OIDC client with local HTTP listener stuck

[Remo]

I've been playing around with this example: https://github.com/DuendeSoftware/foss/blob/main/identity-model-oidc-client/samples/HttpSysConsoleClient/HttpSysConsoleClient/Program.cs#L55

It's a pretty slick approach to start a local webserver and then redirect there. It works very well, only when we close the browser instead of logging in, the code is stuck at line 55

It's waiting to get a feedback via HTTP listener and never receives a message. The only idea is to put this inside another thread and then wait for the process to close. If it does, we stop the HTTP listener and exit with an error code, otherwise if we get an HTTP request, we terminate the process somehow and return the login result.

It feels a bit hacky, any better ideas?

[wcabus]

Based on the sample you're looking at, I suggest adding a .WaitAsync(TimeSpan.FromMinutes(10)); onto the http.GetContextAsync() call. WaitAsync allows you to specify a timeout interval, either using a TimeSpan or a CancellationToken, and will throw a TimeoutException if the awaited task does not return before the timeout interval is reached.

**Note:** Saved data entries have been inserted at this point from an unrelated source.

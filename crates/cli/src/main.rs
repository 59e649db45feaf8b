//! MarketHub CLI - Drive the storefront from a terminal.
//!
//! State is kept in `MARKETHUB_STATE_DIR` (default `.markethub`), one JSON
//! file per site and slot, so a cart built in one invocation is still there
//! in the next.
//!
//! # Usage
//!
//! ```bash
//! # Browse the catalog
//! markethub catalog
//! markethub catalog --category jewelry
//! markethub catalog --search backpack
//!
//! # Cart and wishlist
//! markethub cart add 1
//! markethub cart update 1 -1
//! markethub cart show
//! markethub wishlist toggle 3
//! markethub wishlist clear
//!
//! # Account, newsletter and checkout
//! markethub account signup -n "Ada" -e ada@example.com -p secret1
//! markethub subscribe ada@example.com
//! markethub checkout --name "Ada" --address "12 Analytical Row" --phone 555-0100
//! ```

#![cfg_attr(not(test), forbid(unsafe_code))]

use clap::{Parser, Subcommand};
use sentry::integrations::tracing as sentry_tracing;
use tracing_subscriber::{layer::SubscriberExt, util::SubscriberInitExt};

use markethub_storefront::AppError;
use markethub_storefront::config::StorefrontConfig;

mod commands;

#[derive(Parser)]
#[command(name = "markethub")]
#[command(author, version, about = "MarketHub storefront in the terminal")]
struct Cli {
    #[command(subcommand)]
    command: Commands,
}

#[derive(Subcommand)]
enum Commands {
    /// List products
    Catalog {
        /// Only show this category (`all` for everything)
        #[arg(short, long)]
        category: Option<String>,

        /// Only show products whose title or category matches
        #[arg(short, long, conflicts_with = "category")]
        search: Option<String>,
    },
    /// Manage the cart
    Cart {
        #[command(subcommand)]
        action: CartAction,
    },
    /// Manage the wishlist
    Wishlist {
        #[command(subcommand)]
        action: WishlistAction,
    },
    /// Sign in, sign up or sign out
    Account {
        #[command(subcommand)]
        action: AccountAction,
    },
    /// Subscribe to the newsletter
    Subscribe {
        /// Email address
        email: String,
    },
    /// Place an order for the cart's contents
    Checkout {
        /// Recipient name
        #[arg(long, default_value = "")]
        name: String,

        /// Shipping address
        #[arg(long, default_value = "")]
        address: String,

        /// Contact phone number
        #[arg(long, default_value = "")]
        phone: String,
    },
}

#[derive(Subcommand)]
enum CartAction {
    /// Show the cart
    Show,
    /// Add one unit of a product
    Add { id: i32 },
    /// Change a line's quantity by DELTA (negative to decrease)
    Update {
        id: i32,
        #[arg(allow_hyphen_values = true)]
        delta: i64,
    },
    /// Remove a line
    Remove { id: i32 },
    /// Empty the cart
    Clear,
}

#[derive(Subcommand)]
enum WishlistAction {
    /// Show the wishlist
    Show,
    /// Like or unlike a product
    Toggle { id: i32 },
    /// Unlike everything
    Clear,
}

#[derive(Subcommand)]
enum AccountAction {
    /// Show the signed-in profile
    Show,
    /// Sign in
    Login {
        #[arg(short, long)]
        email: String,

        #[arg(short, long)]
        password: String,
    },
    /// Create an account
    Signup {
        #[arg(short, long)]
        name: String,

        #[arg(short, long)]
        email: String,

        #[arg(short, long)]
        password: String,
    },
    /// Sign out
    Logout,
}

/// Initialize Sentry error tracking and return guard that must be kept alive.
fn init_sentry(config: &StorefrontConfig) -> Option<sentry::ClientInitGuard> {
    let dsn = config.sentry_dsn.as_ref()?;

    let guard = sentry::init((
        dsn.as_str(),
        sentry::ClientOptions {
            release: sentry::release_name!(),
            attach_stacktrace: true,
            ..Default::default()
        },
    ));

    Some(guard)
}

/// Filter tracing events to Sentry event types.
fn sentry_event_filter(metadata: &tracing::Metadata<'_>) -> sentry_tracing::EventFilter {
    match *metadata.level() {
        tracing::Level::ERROR => sentry_tracing::EventFilter::Event,
        tracing::Level::WARN | tracing::Level::INFO => sentry_tracing::EventFilter::Breadcrumb,
        _ => sentry_tracing::EventFilter::Ignore,
    }
}

#[tokio::main]
async fn main() {
    let cli = Cli::parse();

    let config = match StorefrontConfig::from_env() {
        Ok(config) => config,
        Err(e) => {
            tracing_subscriber::fmt().with_writer(std::io::stderr).init();
            // Logs the underlying cause
            let notification = AppError::from(e).notification();
            #[allow(clippy::print_stderr)]
            {
                eprintln!("{notification}");
            }
            std::process::exit(2);
        }
    };

    // Sentry must be initialized before the tracing subscriber
    let _sentry_guard = init_sentry(&config);

    // Logs go to stderr so they never mix with command output
    let env_filter = tracing_subscriber::EnvFilter::try_from_default_env()
        .unwrap_or_else(|_| "markethub_storefront=warn,markethub=info".into());

    tracing_subscriber::registry()
        .with(env_filter)
        .with(tracing_subscriber::fmt::layer().with_writer(std::io::stderr))
        .with(sentry_tracing::layer().event_filter(sentry_event_filter))
        .init();

    if let Err(e) = run(cli, &config).await {
        tracing::error!("Command failed: {e}");
        std::process::exit(1);
    }
}

async fn run(cli: Cli, config: &StorefrontConfig) -> Result<(), Box<dyn std::error::Error>> {
    let mut session = commands::Session::open(config)?;

    match cli.command {
        Commands::Catalog { category, search } => {
            commands::shop::catalog(&mut session, category.as_deref(), search.as_deref()).await?;
        }
        Commands::Cart { action } => match action {
            CartAction::Show => commands::shop::show_cart(&session),
            CartAction::Add { id } => commands::shop::add_to_cart(&mut session, id).await?,
            CartAction::Update { id, delta } => {
                commands::shop::update_quantity(&mut session, id, delta);
            }
            CartAction::Remove { id } => commands::shop::remove_from_cart(&mut session, id),
            CartAction::Clear => session.storefront.clear_cart(),
        },
        Commands::Wishlist { action } => match action {
            WishlistAction::Show => commands::shop::show_wishlist(&session),
            WishlistAction::Toggle { id } => {
                commands::shop::toggle_wishlist(&mut session, id).await?;
            }
            WishlistAction::Clear => session.storefront.clear_wishlist(),
        },
        Commands::Account { action } => match action {
            AccountAction::Show => commands::account::show(&session),
            AccountAction::Login { email, password } => {
                commands::account::login(&mut session, email, password)?;
            }
            AccountAction::Signup {
                name,
                email,
                password,
            } => commands::account::signup(&mut session, name, email, password)?,
            AccountAction::Logout => commands::account::logout(&mut session),
        },
        Commands::Subscribe { email } => {
            session.storefront.subscribe_newsletter(&email)?;
        }
        Commands::Checkout {
            name,
            address,
            phone,
        } => commands::checkout::place_order(&mut session, name, address, phone).await?,
    }
    Ok(())
}
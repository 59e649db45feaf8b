//! Terminal rendering surface.

use markethub_core::CheckoutStatus;
use markethub_storefront::RenderSurface;
use markethub_storefront::models::Notification;
use markethub_storefront::views::{CartView, WishlistView};

/// Prints notifications and cart/wishlist summaries to stdout.
///
/// The product grid is printed by the `catalog` command itself so that
/// commands which only load the catalog to look a product up stay quiet.
#[derive(Debug, Default, Clone, Copy)]
pub struct TerminalSurface;

#[allow(clippy::print_stdout)]
impl RenderSurface for TerminalSurface {
    fn cart_changed(&mut self, cart: &CartView) {
        println!("Cart: {} item(s), total {}", cart.item_count, cart.total);
    }

    fn wishlist_changed(&mut self, wishlist: &WishlistView) {
        println!("Wishlist: {} item(s)", wishlist.count);
    }

    fn notify(&mut self, notification: &Notification) {
        println!("{notification}");
    }

    fn checkout_changed(&mut self, status: CheckoutStatus) {
        if status == CheckoutStatus::Processing {
            println!("Processing payment...");
        }
    }
}
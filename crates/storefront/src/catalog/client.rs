//! HTTP client for the public demo product API.

use std::time::Duration;

use tracing::{debug, instrument};
use url::Url;

use super::conversions::convert_product_list;
use super::{CatalogError, ProductSource};
use crate::config::CatalogConfig;
use crate::models::Product;

/// Client for a Fake Store style product listing endpoint.
///
/// Issues a single `GET <endpoint>?limit=<n>`; no pagination, no auth.
#[derive(Clone, Debug)]
pub struct FakeStoreClient {
    client: reqwest::Client,
    url: Url,
}

impl FakeStoreClient {
    /// Create a client for the configured endpoint.
    ///
    /// # Errors
    ///
    /// Returns `CatalogError::Http` if the HTTP client fails to build, or
    /// `CatalogError::InvalidEndpoint` if the endpoint is not a URL.
    pub fn new(config: &CatalogConfig) -> Result<Self, CatalogError> {
        let client = reqwest::Client::builder()
            .timeout(Duration::from_secs(config.timeout_secs))
            .build()?;

        let mut url = Url::parse(&config.endpoint)?;
        url.query_pairs_mut()
            .append_pair("limit", &config.limit.to_string());

        Ok(Self { client, url })
    }

    /// The full request URL, including the limit.
    #[must_use]
    pub const fn url(&self) -> &Url {
        &self.url
    }
}

impl ProductSource for FakeStoreClient {
    #[instrument(skip(self), fields(url = %self.url))]
    async fn fetch_products(&self) -> Result<Vec<Product>, CatalogError> {
        let response = self.client.get(self.url.clone()).send().await?;
        let status = response.status();
        let body = response.text().await?;

        if !status.is_success() {
            tracing::error!(
                status = %status,
                body = %body.chars().take(500).collect::<String>(),
                "Product API returned non-success status"
            );
            return Err(CatalogError::Status {
                status: status.as_u16(),
                body: body.chars().take(200).collect(),
            });
        }

        let products = convert_product_list(&body)?;
        debug!(count = products.len(), "Fetched products");
        Ok(products)
    }
}
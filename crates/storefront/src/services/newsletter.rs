//! Newsletter subscription form.
//!
//! Subscriptions are acknowledged but not sent anywhere.

use thiserror::Error;

use markethub_core::{Email, EmailError};

/// Errors from the subscription form.
#[derive(Debug, Clone, PartialEq, Eq, Error)]
pub enum NewsletterError {
    #[error("Please enter your email")]
    Empty,

    #[error("Please enter a valid email")]
    InvalidEmail(#[from] EmailError),
}

/// Validate a subscription request.
///
/// # Errors
///
/// Returns `NewsletterError::Empty` for a blank input and
/// `NewsletterError::InvalidEmail` for a malformed address.
pub fn subscribe(email: &str) -> Result<Email, NewsletterError> {
    let email = email.trim();
    if email.is_empty() {
        return Err(NewsletterError::Empty);
    }
    let email = Email::parse(email)?;
    tracing::info!(domain = email.domain(), "Newsletter subscription");
    Ok(email)
}
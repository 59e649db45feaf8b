//! Checkout command.

use markethub_storefront::AppError;
use markethub_storefront::checkout::ShippingForm;

use super::Session;

/// Place an order for the cart. Ctrl-C during processing cancels it.
///
/// # Errors
///
/// Returns `AppError::Checkout` if the cart is empty, a field is blank, or
/// the order is cancelled.
pub async fn place_order(
    session: &mut Session,
    name: String,
    address: String,
    phone: String,
) -> Result<(), AppError> {
    let form = ShippingForm {
        name,
        address,
        phone,
    };

    let cancel = async {
        if tokio::signal::ctrl_c().await.is_err() {
            std::future::pending::<()>().await;
        }
    };

    let confirmation = session.storefront.checkout_until(&form, cancel).await?;

    #[allow(clippy::print_stdout)]
    {
        println!("Order number: {}", confirmation.order_number);
        println!(
            "{} item(s), {} charged, shipping to {}",
            confirmation.item_count, confirmation.total, confirmation.ship_to
        );
    }
    Ok(())
}
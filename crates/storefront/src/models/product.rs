//! Catalog product type.

use rust_decimal::Decimal;
use serde::{Deserialize, Serialize};

use markethub_core::{Price, ProductId};

/// Highest rating a product can carry.
pub const MAX_RATING: f32 = 5.0;

/// A product in the catalog.
///
/// Immutable once fetched. The catalog replaces its products wholesale on
/// every load; carts and wishlists keep their own snapshots.
#[derive(Debug, Clone, PartialEq, Serialize, Deserialize)]
pub struct Product {
    pub id: ProductId,
    pub title: String,
    /// Unit price in USD.
    pub price: Decimal,
    /// Image URL.
    pub image: String,
    pub category: String,
    /// Average rating, 0 to 5.
    pub rating: f32,
    /// Number of ratings.
    pub rating_count: u32,
    pub description: String,
}

impl Product {
    /// Unit price as a [`Price`].
    #[must_use]
    pub const fn unit_price(&self) -> Price {
        Price::usd(self.price)
    }

    /// Check the invariants a stored or fetched product must hold.
    ///
    /// # Errors
    ///
    /// Returns a description of the first violated invariant.
    pub fn validate(&self) -> Result<(), String> {
        if self.price.is_sign_negative() {
            return Err(format!("product {} has a negative price", self.id));
        }
        if !(0.0..=MAX_RATING).contains(&self.rating) {
            return Err(format!(
                "product {} has rating {} outside 0-{MAX_RATING}",
                self.id, self.rating
            ));
        }
        Ok(())
    }
}
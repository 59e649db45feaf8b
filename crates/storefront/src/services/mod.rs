//! Storefront services beyond cart and catalog state.
//!
//! # Services
//!
//! - `account` - Simulated sign-in / sign-up with a persisted profile
//! - `newsletter` - Newsletter subscription form handling

pub mod account;
pub mod newsletter;
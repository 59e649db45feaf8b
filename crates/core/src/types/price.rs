//! Type-safe price representation using decimal arithmetic.

use core::fmt;

use rust_decimal::{Decimal, RoundingStrategy};
use serde::{Deserialize, Serialize};

/// Number of decimal places shown for currency amounts.
pub const CURRENCY_SCALE: u32 = 2;

/// A price with currency information.
#[derive(Debug, Clone, Copy, PartialEq, Eq, Serialize, Deserialize)]
pub struct Price {
    /// Amount in the currency's standard unit (e.g., dollars, not cents).
    pub amount: Decimal,
    /// ISO 4217 currency code.
    pub currency_code: CurrencyCode,
}

impl Price {
    /// Create a new price.
    #[must_use]
    pub const fn new(amount: Decimal, currency_code: CurrencyCode) -> Self {
        Self {
            amount,
            currency_code,
        }
    }

    /// Create a USD price.
    #[must_use]
    pub const fn usd(amount: Decimal) -> Self {
        Self::new(amount, CurrencyCode::USD)
    }

    /// Amount rounded to two places, midpoint away from zero.
    #[must_use]
    pub fn rounded(&self) -> Decimal {
        round_currency(self.amount)
    }

    /// Price of `quantity` units.
    #[must_use]
    pub fn times(&self, quantity: u32) -> Self {
        Self::new(self.amount * Decimal::from(quantity), self.currency_code)
    }

    /// Format for display (e.g., "$19.99").
    #[must_use]
    pub fn display(&self) -> String {
        format!("{}{:.2}", self.currency_code.symbol(), self.rounded())
    }
}

impl fmt::Display for Price {
    fn fmt(&self, f: &mut fmt::Formatter<'_>) -> fmt::Result {
        f.write_str(&self.display())
    }
}

/// Round an amount the way currency is displayed.
#[must_use]
pub fn round_currency(amount: Decimal) -> Decimal {
    amount.round_dp_with_strategy(CURRENCY_SCALE, RoundingStrategy::MidpointAwayFromZero)
}

/// ISO 4217 currency codes.
#[derive(Debug, Clone, Copy, PartialEq, Eq, Hash, Serialize, Deserialize, Default)]
pub enum CurrencyCode {
    #[default]
    USD,
    EUR,
    GBP,
    CAD,
    AUD,
}

impl CurrencyCode {
    /// Display symbol for the currency.
    #[must_use]
    pub const fn symbol(&self) -> &'static str {
        match self {
            Self::USD | Self::CAD | Self::AUD => "$",
            Self::EUR => "€",
            Self::GBP => "£",
        }
    }

    /// The three-letter ISO code.
    #[must_use]
    pub const fn code(&self) -> &'static str {
        match self {
            Self::USD => "USD",
            Self::EUR => "EUR",
            Self::GBP => "GBP",
            Self::CAD => "CAD",
            Self::AUD => "AUD",
        }
    }
}

#[cfg(test)]
mod tests {
    use super::*;

    #[test]
    fn test_display_pads_to_two_places() {
        assert_eq!(Price::usd(Decimal::new(20, 0)).display(), "$20.00");
        assert_eq!(Price::usd(Decimal::new(1095, 2)).display(), "$10.95");
        assert_eq!(Price::usd(Decimal::ZERO).display(), "$0.00");
    }

    #[test]
    fn test_display_rounds_midpoint_away_from_zero() {
        assert_eq!(Price::usd(Decimal::new(10_005, 3)).display(), "$10.01");
        assert_eq!(Price::usd(Decimal::new(10_004, 3)).display(), "$10.00");
    }

    #[test]
    fn test_times() {
        let unit = Price::usd(Decimal::new(2299, 2));
        assert_eq!(unit.times(3).amount, Decimal::new(6897, 2));
        assert_eq!(unit.times(0).amount, Decimal::ZERO);
    }

    #[test]
    fn test_currency_symbols() {
        assert_eq!(Price::new(Decimal::ONE, CurrencyCode::EUR).display(), "€1.00");
        assert_eq!(Price::new(Decimal::ONE, CurrencyCode::GBP).display(), "£1.00");
        assert_eq!(CurrencyCode::CAD.code(), "CAD");
    }
}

As a bonus, I would also start the task before opening the browser, and await the task afterwards to ensure that we're listening for the response before the response potentially already happened:

// start the task before opening the browser in case we return immediately when the user still has an active session
var contextTask = http.GetContextAsync();
    
// open system browser to start authentication
Process.Start(new ProcessStartInfo
{
    FileName = state.StartUrl,
    UseShellExecute = true,
});

HttpListenerContext? context = null;
try
{
    // wait for the authorization response.
    context = await contextTask.WaitAsync(TimeSpan.FromMinutes(10));
}
catch (TimeoutException)
{
        
}

if (context is null)
{
    Console.WriteLine("\n\nError:\n{0}", "The operation timed out while waiting for the authorization response.");
    return;
}

That said, while using the HttpListener for listening to the redirect works, there are more secure ways to implement authentication in a native client:

• Using a custom URI scheme to redirect back to your application, by registering the URI scheme when installing the app (or at startup, like in the sample): https://github.com/DuendeSoftware/foss/tree/main/identity-model-oidc-client/samples/Wpf
• Registering a callback scheme as an app when distributed via a store (Google Play, Apple App Store, Microsoft Store): https://github.com/DuendeSoftware/foss/blob/main/identity-model-oidc-client/samples/Maui/MauiApp1/MauiApp1/Platforms/Android/WebAuthenticationCallbackActivity.cs

[Remo]

Thanks for your detailed answer!

• Custom URI scheme: I didn't like this because it starts a new process and we would either have to have two processes talking to each other, or save the whole state and then reopen the app. That's why I liked the HTTP listener approach
• Adding a timeout would partially work, but my app still doesn't know that the browser was closed until the timeout has run down.

[wcabus]

As long as the browser is external to your codebase, the application can never truly tell if the browser (tab) was closed. You're also not starting the browser process yourself in this sample; you're creating a process that launches a URL, which causes Windows to start your default browser.

If you're building a desktop application, however, you could open a WebView control to authenticate and keep the flow inside the application: https://github.com/DuendeSoftware/foss/blob/main/identity-model-oidc-client/samples/WpfWebView2/WpfWebView2/WpfEmbeddedBrowser.cs

[Remo]

Thanks! We didn't use that because our users are already logged in to the application from where we get the token. Using a WebView2 control would require them to log in again which we tried to avoid.

[wcabus]

In that case, I'm afraid I see no other alternative than using a timeout or showing a dialog to allow the user to cancel the flow in the app.

[wcabus]

After doing a bit more research, I found that using a Webview approach is no longer recommended for performing OAuth authorization requests. This is mostly because native apps can then steal a user's credentials while they're entering them within the embedded Webview.

Regarding your concerns about custom URL callbacks and multiple instances being invoked, perhaps this sample is a better fit: https://github.com/DuendeSoftware/foss/tree/main/identity-model-oidc-client/samples/WindowsConsoleSystemBrowser/WindowsConsoleSystemBrowser

It won't fully solve your problem when the user closes the browser, for that I still recommend using a timeout or showing an "Authenticating..." dialog with a cancel button to allow the user to cancel the operation in the app.

[Remo]

Wow, thanks for being so engaged!

That examples with the named pipe is a neat way to send the data back to the original process. I'll keep this in mind!